Start of Material for this exercise

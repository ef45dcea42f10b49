//! Driftchat - an in-memory social messaging core
//!
//! This library holds the state behind a small social/messaging client:
//! user sessions, direct chats with disappearing messages and per-chat PIN
//! locks, reactions, blocking, a posts/stories feed, and settings.
//! Nothing is persisted; a rendering layer drives the stores and reads
//! derived views back.

#![warn(missing_docs)]
#![warn(clippy::all)]

pub mod config;
pub mod expiry;
pub mod lock;
pub mod state_manager;
pub mod storage;

pub use config::RuntimeConfig;
pub use expiry::ExpiryScheduler;
pub use lock::LockGate;
pub use state_manager::StateManager;

/// Result type alias for Driftchat operations
pub type Result<T> = std::result::Result<T, Error>;

/// Error types for Driftchat operations
#[derive(Debug, thiserror::Error)]
pub enum Error {
    /// Signup with a username that already exists (case-insensitive)
    #[error("Username already taken: {0}")]
    UsernameTaken(String),

    /// Signup with an empty or malformed username
    #[error("Invalid username: {0}")]
    InvalidUsername(String),

    /// Operation requires a logged-in user
    #[error("No user is logged in")]
    NotLoggedIn,

    /// Referenced user does not exist
    #[error("User not found: {0}")]
    UserNotFound(String),

    /// A user tried to block themself
    #[error("Cannot block user: {0}")]
    InvalidBlockTarget(String),

    /// Referenced chat does not exist
    #[error("Chat not found: {0}")]
    ChatNotFound(String),

    /// Referenced message does not exist or may not be touched by the caller
    #[error("Message not found: {0}")]
    MessageNotFound(String),

    /// Message text is blank
    #[error("Message text is empty")]
    EmptyMessage,

    /// Referenced post does not exist or is not owned by the caller
    #[error("Post not found: {0}")]
    PostNotFound(String),

    /// Lock PIN is empty or otherwise unusable
    #[error("Invalid PIN")]
    InvalidPin,

    /// Biometric unlock requested while disabled in settings
    #[error("Biometric unlock is disabled")]
    BiometricsDisabled,

    /// Runtime configuration error
    #[error("Config error: {0}")]
    Config(String),

    /// General I/O error
    #[error("I/O error: {0}")]
    Io(#[from] std::io::Error),

    /// JSON serialization error
    #[error("JSON serialization error: {0}")]
    JsonSerialization(#[from] serde_json::Error),
}

/// Initialize the Driftchat library with logging
///
/// Honors `RUST_LOG`; defaults to `info`.
pub fn init() {
    let filter = tracing_subscriber::EnvFilter::try_from_default_env()
        .unwrap_or_else(|_| tracing_subscriber::EnvFilter::new("info"));
    let _ = tracing_subscriber::fmt().with_env_filter(filter).try_init();
}

#[cfg(test)]
mod tests;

End of Material for this exercise

Show all lines from the listing above in which "library" appears.

Output:
//! This library holds the state behind a small social/messaging client:
/// Initialize the Driftchat library with logging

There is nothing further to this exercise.